Data provided Block Start

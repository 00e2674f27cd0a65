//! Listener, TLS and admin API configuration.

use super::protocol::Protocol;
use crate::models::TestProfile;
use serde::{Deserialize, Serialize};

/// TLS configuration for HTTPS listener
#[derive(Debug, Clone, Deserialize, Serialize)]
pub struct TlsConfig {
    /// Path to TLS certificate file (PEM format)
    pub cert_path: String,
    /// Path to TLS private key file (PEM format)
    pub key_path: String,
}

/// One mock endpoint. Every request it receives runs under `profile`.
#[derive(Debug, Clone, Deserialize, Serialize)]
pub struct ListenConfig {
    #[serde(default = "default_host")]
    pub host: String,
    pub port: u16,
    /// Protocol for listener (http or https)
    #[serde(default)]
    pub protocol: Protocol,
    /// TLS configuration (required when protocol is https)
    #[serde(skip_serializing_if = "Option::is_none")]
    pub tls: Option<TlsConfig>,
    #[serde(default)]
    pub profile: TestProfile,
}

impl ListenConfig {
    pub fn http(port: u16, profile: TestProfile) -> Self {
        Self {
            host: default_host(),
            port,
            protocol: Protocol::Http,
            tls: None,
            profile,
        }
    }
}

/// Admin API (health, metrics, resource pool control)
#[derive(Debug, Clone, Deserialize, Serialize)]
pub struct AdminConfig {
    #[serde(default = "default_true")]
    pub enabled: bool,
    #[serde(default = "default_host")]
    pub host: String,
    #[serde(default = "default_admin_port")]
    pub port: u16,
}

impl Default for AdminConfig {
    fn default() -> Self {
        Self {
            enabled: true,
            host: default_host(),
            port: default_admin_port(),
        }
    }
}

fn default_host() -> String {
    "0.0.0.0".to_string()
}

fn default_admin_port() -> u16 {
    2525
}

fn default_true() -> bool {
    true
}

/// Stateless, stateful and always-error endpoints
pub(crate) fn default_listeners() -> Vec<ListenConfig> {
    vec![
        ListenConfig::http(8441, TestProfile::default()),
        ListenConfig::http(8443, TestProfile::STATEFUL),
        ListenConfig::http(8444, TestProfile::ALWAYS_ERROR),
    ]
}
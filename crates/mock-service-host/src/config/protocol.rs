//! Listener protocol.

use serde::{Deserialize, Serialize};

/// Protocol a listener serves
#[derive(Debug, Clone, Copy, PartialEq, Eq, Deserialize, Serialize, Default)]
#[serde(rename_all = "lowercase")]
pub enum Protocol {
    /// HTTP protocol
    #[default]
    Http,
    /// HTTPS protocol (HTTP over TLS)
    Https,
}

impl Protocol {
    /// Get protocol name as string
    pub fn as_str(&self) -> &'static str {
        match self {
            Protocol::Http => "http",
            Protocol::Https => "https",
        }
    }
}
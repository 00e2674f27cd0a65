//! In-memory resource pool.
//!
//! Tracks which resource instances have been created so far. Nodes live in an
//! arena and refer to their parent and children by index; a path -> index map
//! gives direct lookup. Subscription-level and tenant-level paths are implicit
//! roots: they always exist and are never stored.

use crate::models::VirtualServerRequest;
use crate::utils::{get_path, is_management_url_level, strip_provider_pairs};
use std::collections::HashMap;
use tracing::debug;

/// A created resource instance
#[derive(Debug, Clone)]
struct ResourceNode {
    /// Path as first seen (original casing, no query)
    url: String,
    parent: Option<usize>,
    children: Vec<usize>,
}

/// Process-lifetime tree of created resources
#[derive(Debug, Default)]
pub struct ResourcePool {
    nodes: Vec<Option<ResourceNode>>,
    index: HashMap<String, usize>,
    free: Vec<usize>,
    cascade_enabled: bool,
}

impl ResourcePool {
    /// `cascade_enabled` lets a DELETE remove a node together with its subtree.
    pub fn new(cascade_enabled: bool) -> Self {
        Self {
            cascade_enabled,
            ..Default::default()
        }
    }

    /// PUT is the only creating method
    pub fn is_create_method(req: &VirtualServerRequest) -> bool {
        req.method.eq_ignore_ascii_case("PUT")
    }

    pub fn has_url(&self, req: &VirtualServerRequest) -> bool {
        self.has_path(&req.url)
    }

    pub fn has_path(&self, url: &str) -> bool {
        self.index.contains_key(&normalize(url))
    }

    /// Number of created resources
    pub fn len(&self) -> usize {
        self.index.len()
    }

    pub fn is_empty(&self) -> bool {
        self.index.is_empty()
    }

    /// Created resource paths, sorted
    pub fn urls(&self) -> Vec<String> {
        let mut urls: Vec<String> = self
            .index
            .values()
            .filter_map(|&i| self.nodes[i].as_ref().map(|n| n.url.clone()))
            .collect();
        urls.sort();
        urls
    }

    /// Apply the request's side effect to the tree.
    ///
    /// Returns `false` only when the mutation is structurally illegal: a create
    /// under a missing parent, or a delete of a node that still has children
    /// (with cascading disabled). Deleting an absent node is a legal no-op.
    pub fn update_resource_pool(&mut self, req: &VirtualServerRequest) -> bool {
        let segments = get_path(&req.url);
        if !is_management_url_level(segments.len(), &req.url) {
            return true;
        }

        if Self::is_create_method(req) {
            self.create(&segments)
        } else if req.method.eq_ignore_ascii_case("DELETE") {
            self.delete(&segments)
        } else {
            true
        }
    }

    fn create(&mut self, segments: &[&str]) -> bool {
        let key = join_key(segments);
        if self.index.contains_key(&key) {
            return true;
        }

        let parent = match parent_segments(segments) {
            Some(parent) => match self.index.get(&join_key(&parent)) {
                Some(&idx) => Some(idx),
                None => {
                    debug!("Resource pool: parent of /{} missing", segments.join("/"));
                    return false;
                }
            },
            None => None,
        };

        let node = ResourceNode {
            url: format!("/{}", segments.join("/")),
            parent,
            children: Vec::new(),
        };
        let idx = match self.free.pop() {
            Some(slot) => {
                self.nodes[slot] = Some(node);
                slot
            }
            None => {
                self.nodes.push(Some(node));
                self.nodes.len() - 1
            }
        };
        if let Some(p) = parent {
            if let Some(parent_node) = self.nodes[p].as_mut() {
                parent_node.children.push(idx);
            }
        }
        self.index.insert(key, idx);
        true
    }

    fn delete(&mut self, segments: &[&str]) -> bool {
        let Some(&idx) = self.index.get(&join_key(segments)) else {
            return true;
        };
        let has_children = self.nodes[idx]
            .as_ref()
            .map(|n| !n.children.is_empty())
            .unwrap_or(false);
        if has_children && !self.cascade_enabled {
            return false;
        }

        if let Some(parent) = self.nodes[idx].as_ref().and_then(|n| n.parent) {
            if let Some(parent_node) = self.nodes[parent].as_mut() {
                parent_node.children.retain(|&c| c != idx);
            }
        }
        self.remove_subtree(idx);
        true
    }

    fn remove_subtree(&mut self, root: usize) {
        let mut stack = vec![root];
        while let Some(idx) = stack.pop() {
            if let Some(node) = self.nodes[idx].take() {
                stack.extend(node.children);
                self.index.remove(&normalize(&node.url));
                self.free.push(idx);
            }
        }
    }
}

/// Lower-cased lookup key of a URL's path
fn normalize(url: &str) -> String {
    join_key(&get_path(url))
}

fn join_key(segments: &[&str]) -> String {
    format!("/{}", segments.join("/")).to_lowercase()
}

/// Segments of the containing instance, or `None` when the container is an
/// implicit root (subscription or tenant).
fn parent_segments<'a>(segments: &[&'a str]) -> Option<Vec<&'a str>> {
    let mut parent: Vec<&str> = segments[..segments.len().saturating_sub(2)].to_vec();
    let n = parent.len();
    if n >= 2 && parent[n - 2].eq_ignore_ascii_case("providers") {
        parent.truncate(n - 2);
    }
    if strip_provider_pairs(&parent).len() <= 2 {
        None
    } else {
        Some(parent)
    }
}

Data provided Block End

## Exercise details
Reproduce all of the entries word for word.

## Answer to this task
repository 00e2674f27cd0a65
//! Listener, TLS and admin API configuration.

use super::protocol::Protocol;
use crate::models::TestProfile;
use serde::{Deserialize, Serialize};

/// TLS configuration for HTTPS listener
#[derive(Debug, Clone, Deserialize, Serialize)]
pub struct TlsConfig {
    /// Path to TLS certificate file (PEM format)
    pub cert_path: String,
    /// Path to TLS private key file (PEM format)
    pub key_path: String,
}

/// One mock endpoint. Every request it receives runs under `profile`.
#[derive(Debug, Clone, Deserialize, Serialize)]
pub struct ListenConfig {
    #[serde(default = "default_host")]
    pub host: String,
    pub port: u16,
    /// Protocol for listener (http or https)
    #[serde(default)]
    pub protocol: Protocol,
    /// TLS configuration (required when protocol is https)
    #[serde(skip_serializing_if = "Option::is_none")]
    pub tls: Option<TlsConfig>,
    #[serde(default)]
    pub profile: TestProfile,
}

impl ListenConfig {
    pub fn http(port: u16, profile: TestProfile) -> Self {
        Self {
            host: default_host(),
            port,
            protocol: Protocol::Http,
            tls: None,
            profile,
        }
    }
}

/// Admin API (health, metrics, resource pool control)
#[derive(Debug, Clone, Deserialize, Serialize)]
pub struct AdminConfig {
    #[serde(default = "default_true")]
    pub enabled: bool,
    #[serde(default = "default_host")]
    pub host: String,
    #[serde(default = "default_admin_port")]
    pub port: u16,
}

impl Default for AdminConfig {
    fn default() -> Self {
        Self {
            enabled: true,
            host: default_host(),
            port: default_admin_port(),
        }
    }
}

fn default_host() -> String {
    "0.0.0.0".to_string()
}

fn default_admin_port() -> u16 {
    2525
}

fn default_true() -> bool {
    true
}

/// Stateless, stateful and always-error endpoints
pub(crate) fn default_listeners() -> Vec<ListenConfig> {
    vec![
        ListenConfig::http(8441, TestProfile::default()),
        ListenConfig::http(8443, TestProfile::STATEFUL),
        ListenConfig::http(8444, TestProfile::ALWAYS_ERROR),
    ]
}
filename crates/mock-service-host/src/config/protocol.rs
//! Listener protocol.

use serde::{Deserialize, Serialize};

/// Protocol a listener serves
#[derive(Debug, Clone, Copy, PartialEq, Eq, Deserialize, Serialize, Default)]
#[serde(rename_all = "lowercase")]
pub enum Protocol {
    /// HTTP protocol
    #[default]
    Http,
    /// HTTPS protocol (HTTP over TLS)
    Https,
}

impl Protocol {
    /// Get protocol name as string
    pub fn as_str(&self) -> &'static str {
        match self {
            Protocol::Http => "http",
            Protocol::Https => "https",
        }
    }
}
repository 00e2674f27cd0a65
//! In-memory resource pool.
//!
//! Tracks which resource instances have been created so far. Nodes live in an
//! arena and refer to their parent and children by index; a path -> index map
//! gives direct lookup. Subscription-level and tenant-level paths are implicit
//! roots: they always exist and are never stored.

use crate::models::VirtualServerRequest;
use crate::utils::{get_path, is_management_url_level, strip_provider_pairs};
use std::collections::HashMap;
use tracing::debug;

/// A created resource instance
#[derive(Debug, Clone)]
struct ResourceNode {
    /// Path as first seen (original casing, no query)
    url: String,
    parent: Option<usize>,
    children: Vec<usize>,
}

/// Process-lifetime tree of created resources
#[derive(Debug, Default)]
pub struct ResourcePool {
    nodes: Vec<Option<ResourceNode>>,
    index: HashMap<String, usize>,
    free: Vec<usize>,
    cascade_enabled: bool,
}

impl ResourcePool {
    /// `cascade_enabled` lets a DELETE remove a node together with its subtree.
    pub fn new(cascade_enabled: bool) -> Self {
        Self {
            cascade_enabled,
            ..Default::default()
        }
    }

    /// PUT is the only creating method
    pub fn is_create_method(req: &VirtualServerRequest) -> bool {
        req.method.eq_ignore_ascii_case("PUT")
    }

    pub fn has_url(&self, req: &VirtualServerRequest) -> bool {
        self.has_path(&req.url)
    }

    pub fn has_path(&self, url: &str) -> bool {
        self.index.contains_key(&normalize(url))
    }

    /// Number of created resources
    pub fn len(&self) -> usize {
        self.index.len()
    }

    pub fn is_empty(&self) -> bool {
        self.index.is_empty()
    }

    /// Created resource paths, sorted
    pub fn urls(&self) -> Vec<String> {
        let mut urls: Vec<String> = self
            .index
            .values()
            .filter_map(|&i| self.nodes[i].as_ref().map(|n| n.url.clone()))
            .collect();
        urls.sort();
        urls
    }

    /// Apply the request's side effect to the tree.
    ///
    /// Returns `false` only when the mutation is structurally illegal: a create
    /// under a missing parent, or a delete of a node that still has children
    /// (with cascading disabled). Deleting an absent node is a legal no-op.
    pub fn update_resource_pool(&mut self, req: &VirtualServerRequest) -> bool {
        let segments = get_path(&req.url);
        if !is_management_url_level(segments.len(), &req.url) {
            return true;
        }

        if Self::is_create_method(req) {
            self.create(&segments)
        } else if req.method.eq_ignore_ascii_case("DELETE") {
            self.delete(&segments)
        } else {
            true
        }
    }

    fn create(&mut self, segments: &[&str]) -> bool {
        let key = join_key(segments);
        if self.index.contains_key(&key) {
            return true;
        }

        let parent = match parent_segments(segments) {
            Some(parent) => match self.index.get(&join_key(&parent)) {
                Some(&idx) => Some(idx),
                None => {
                    debug!("Resource pool: parent of /{} missing", segments.join("/"));
                    return false;
                }
            },
            None => None,
        };

        let node = ResourceNode {
            url: format!("/{}", segments.join("/")),
            parent,
            children: Vec::new(),
        };
        let idx = match self.free.pop() {
            Some(slot) => {
                self.nodes[slot] = Some(node);
                slot
            }
            None => {
                self.nodes.push(Some(node));
                self.nodes.len() - 1
            }
        };
        if let Some(p) = parent {
            if let Some(parent_node) = self.nodes[p].as_mut() {
                parent_node.children.push(idx);
            }
        }
        self.index.insert(key, idx);
        true
    }

    fn delete(&mut self, segments: &[&str]) -> bool {
        let Some(&idx) = self.index.get(&join_key(segments)) else {
            return true;
        };
        let has_children = self.nodes[idx]
            .as_ref()
            .map(|n| !n.children.is_empty())
            .unwrap_or(false);
        if has_children && !self.cascade_enabled {
            return false;
        }

        if let Some(parent) = self.nodes[idx].as_ref().and_then(|n| n.parent) {
            if let Some(parent_node) = self.nodes[parent].as_mut() {
                parent_node.children.retain(|&c| c != idx);
            }
        }
        self.remove_subtree(idx);
        true
    }

    fn remove_subtree(&mut self, root: usize) {
        let mut stack = vec![root];
        while let Some(idx) = stack.pop() {
            if let Some(node) = self.nodes[idx].take() {
                stack.extend(node.children);
                self.index.remove(&normalize(&node.url));
                self.free.push(idx);
            }
        }
    }
}

/// Lower-cased lookup key of a URL's path
fn normalize(url: &str) -> String {
    join_key(&get_path(url))
}

fn join_key(segments: &[&str]) -> String {
    format!("/{}", segments.join("/")).to_lowercase()
}

/// Segments of the containing instance, or `None` when the container is an
/// implicit root (subscription or tenant).
fn parent_segments<'a>(segments: &[&'a str]) -> Option<Vec<&'a str>> {
    let mut parent: Vec<&str> = segments[..segments.len().saturating_sub(2)].to_vec();
    let n = parent.len();
    if n >= 2 && parent[n - 2].eq_ignore_ascii_case("providers") {
        parent.truncate(n - 2);
    }
    if strip_provider_pairs(&parent).len() <= 2 {
        None
    } else {
        Some(parent)
    }
}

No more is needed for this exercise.